Seit Juli 2009 wurden die Leistungen zur Sicherung des
Lebensunterhaltes erhöht. Die Hartz4 Erhöhung ist kaum spürbar, nur
wenige Euro werden mehr an die Empfänger dieser Leistungen
ausbezahlt. Wenn diese Erhöhung nicht gerade gewaltig ist, aber so
kann man diese doch als ersten Schritt in die richtige Richtung
bezeichnen. Ein erster Schritt in Richtung sozialer Gerechtigkeit
ist damit doch zu verzeichnen. Der Regelsatz für die
Grundssicherung des Lebensunterhaltes wurde dabei automatisch
angepasst und es sind keine besonderen Anträge notwendig um diese
zu erhalten.
Diese Hartz4 Erhöhung wurde im Rahmen des von der Bundesregierung
geschlossenen Konjunkturpaketes wirksam.
Die neuen Leistungssätze für die Sicherung des Lebensunterhaltes
staffeln sich ab Juli 2009 wie folgt:
Alleinstehende Bürger und Alleinerziehende haben einen Anspruch auf
359 Euro Arbeitslosengeld 2 im Monat. Ein Betrag von 323 Euro pro
Monat wird für volljährige Partner als Anspruch aus Hartz4 zu
Grunde gelegt. Kinder bis zur Vollendung des 6. Lebensjahres haben
seit der Hartz4 Erhöhung einen Anspruch von 215 Euro im Monat.

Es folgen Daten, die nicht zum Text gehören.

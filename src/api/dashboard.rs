// =============================================================================
// Chart Dashboard — embedded single-page UI
// =============================================================================
//
// Served at `/`. The page consumes the same `/api/ohlcv` and `/api/signals`
// endpoints as every other client, so the chart summary and the API can never
// disagree about a signal: the synthesizer runs exactly once, server-side.
//
// On a failed refresh the page keeps its previous chart and shows an inline
// error instead of crashing the update cycle.
// =============================================================================

use axum::response::Html;

pub async fn dashboard() -> Html<&'static str> {
    Html(DASHBOARD_HTML)
}

const DASHBOARD_HTML: &str = r#"<!DOCTYPE html>
<html lang="en">
<head>
<meta charset="utf-8">
<title>Helios Signal Dashboard</title>
<style>
  body { font-family: -apple-system, "Segoe UI", sans-serif; background: #11151c; color: #dbe2ea; margin: 0; padding: 1.5rem; }
  h1 { font-size: 1.2rem; margin: 0 0 1rem; }
  .controls { display: flex; gap: .75rem; align-items: center; margin-bottom: 1rem; }
  select, button { background: #1c2330; color: #dbe2ea; border: 1px solid #2e3a4e; border-radius: 4px; padding: .35rem .6rem; }
  button { cursor: pointer; }
  #error { color: #ff7b72; margin-left: .5rem; }
  .panel { display: flex; gap: 1.5rem; flex-wrap: wrap; }
  canvas { background: #161b24; border: 1px solid #2e3a4e; border-radius: 6px; }
  .signal-card { background: #161b24; border: 1px solid #2e3a4e; border-radius: 6px; padding: 1rem; min-width: 260px; }
  .action { font-size: 1.6rem; font-weight: 700; text-transform: uppercase; }
  .action.buy { color: #3fb950; }
  .action.sell { color: #ff7b72; }
  .action.wait { color: #d29922; }
  .scores td { padding: .15rem .6rem .15rem 0; font-variant-numeric: tabular-nums; }
  ul { padding-left: 1.2rem; }
</style>
</head>
<body>
<h1>Helios Signal Dashboard</h1>
<div class="controls">
  <select id="symbol">
    <option>BTC/USDT</option>
    <option>ETH/USDT</option>
    <option>BNB/USDT</option>
    <option>SOL/USDT</option>
  </select>
  <select id="timeframe">
    <option>15m</option>
    <option selected>1h</option>
    <option>4h</option>
    <option>1d</option>
  </select>
  <button id="refresh">Refresh</button>
  <span id="error"></span>
</div>
<div class="panel">
  <canvas id="chart" width="840" height="420"></canvas>
  <div class="signal-card">
    <div id="action" class="action wait">wait</div>
    <table class="scores"><tbody id="scores"></tbody></table>
    <ul id="reasons"></ul>
  </div>
</div>
<script>
const qs = (id) => document.getElementById(id);

function drawChart(candles, levels) {
  const canvas = qs('chart');
  const ctx = canvas.getContext('2d');
  const w = canvas.width, h = canvas.height, pad = 40;
  ctx.clearRect(0, 0, w, h);
  if (!candles.length) return;

  const lows = candles.map(c => c.low), highs = candles.map(c => c.high);
  const min = Math.min(...lows), max = Math.max(...highs);
  const span = (max - min) || 1;
  const y = (p) => h - pad - ((p - min) / span) * (h - 2 * pad);
  const step = (w - 2 * pad) / candles.length;

  candles.forEach((c, i) => {
    const x = pad + i * step + step / 2;
    ctx.strokeStyle = ctx.fillStyle = c.close >= c.open ? '#3fb950' : '#ff7b72';
    ctx.beginPath();
    ctx.moveTo(x, y(c.high));
    ctx.lineTo(x, y(c.low));
    ctx.stroke();
    const top = y(Math.max(c.open, c.close));
    const body = Math.max(1, Math.abs(y(c.open) - y(c.close)));
    ctx.fillRect(x - step * 0.35, top, step * 0.7, body);
  });

  for (const [price, color] of [[levels.support, '#3fb950'], [levels.resistance, '#ff7b72']]) {
    ctx.strokeStyle = color;
    ctx.setLineDash([6, 4]);
    ctx.beginPath();
    ctx.moveTo(pad, y(price));
    ctx.lineTo(w - pad, y(price));
    ctx.stroke();
    ctx.setLineDash([]);
    ctx.fillStyle = color;
    ctx.fillText(price.toFixed(2), w - pad + 4, y(price) + 3);
  }
}

function renderSignal(signal) {
  const el = qs('action');
  el.textContent = signal.action;
  el.className = 'action ' + signal.action;
  qs('scores').innerHTML = Object.entries(signal.scores)
    .map(([k, v]) => `<tr><td>${k}</td><td>${v.toFixed(6)}</td></tr>`)
    .join('');
  qs('reasons').innerHTML = signal.reasons.map(r => `<li>${r}</li>`).join('');
}

async function refresh() {
  const symbol = encodeURIComponent(qs('symbol').value);
  const timeframe = qs('timeframe').value;
  try {
    const [ohlcvRes, signalRes] = await Promise.all([
      fetch(`/api/ohlcv?symbol=${symbol}&timeframe=${timeframe}&limit=120`),
      fetch(`/api/signals?symbol=${symbol}&timeframe=${timeframe}&limit=300`),
    ]);
    if (!ohlcvRes.ok) throw new Error((await ohlcvRes.json()).error);
    const ohlcv = await ohlcvRes.json();
    const signal = await signalRes.json();
    drawChart(ohlcv.data, signal.levels);
    renderSignal(signal);
    qs('error').textContent = '';
  } catch (err) {
    // Keep the previous chart; just surface the failure inline.
    qs('error').textContent = `refresh failed: ${err.message}`;
  }
}

qs('refresh').addEventListener('click', refresh);
qs('symbol').addEventListener('change', refresh);
qs('timeframe').addEventListener('change', refresh);
setInterval(refresh, 60000);
refresh();
</script>
</body>
</html>
"#;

Kinder die das 7. Lebensjahr beginnen und das 14. Lebensjahr noch
nicht vollendet haben bekommen seit Juli 2009 eine monatliche
Unterstützung von 251 Euro im Monat. Leben Kinder ab 15 Jahren und
bis zur Vollendung des 25. Lebensjahrs im Haushalt, kann für diese
eine Grundabsicherung von 287 Euro pro Monat gezahlt werden. All
diese Leistungen sind zwar gesetzlich festgelegt, müssen aber nur
je nach der Bedürftigkeit des entsprechenden Haushaltes in voller
Höhe ausgezahlt werden. Andere Einkommen werden generell nach wie
vor gegen diese Regelsätze angerechnet.
Auch mit dieser Hartz4 Erhöhung ist es schwierig einen Monat all die Dinge zu finanzieren die notwendig sind. In die Berechnung des Anspruches an Hartz4 werden keinerlei private Ausgaben berücksichtigt. Versicherungen, Autoraten, Bausparvertragsbeiträge etc. müssen von diesem Regelsatz bezahlt werden, so das doch für viele Bürger der Rest dieses Geldes kaum noch ausreicht um jeden Tag eine ordentliche Mahlzeit und auch einmal frisches Obst und Gemüse auf den Tisch zu bekommen. Viele Bürger sind nicht mit Absicht in Hartz4 abgerutscht! Das kann so schnell gehen und fast jeden treffen. Auch Bürger die den ganzen Monat viel und lange hart arbeiten gehen bleibt manchmal keine andere Möglichkeit als diese Grundsicherung zu beantragen, da die Löhne so niedrig sind das davon das die alltäglichen Sachen des Lebens nicht bezahlbar sind. Eigentlich ist das eine traurige Tatsache, aber leider kann man davor die Augen nicht verschließen. Es ist nicht so das Hartz4 Empfänger immer gleich als "Schmarotzer" zu bezeichnen sind. Kann sein das es solche Fälle gibt, aber der Grossteil dieser Menschen ist auf diese Unterstützung wirklich dringend angewiesen!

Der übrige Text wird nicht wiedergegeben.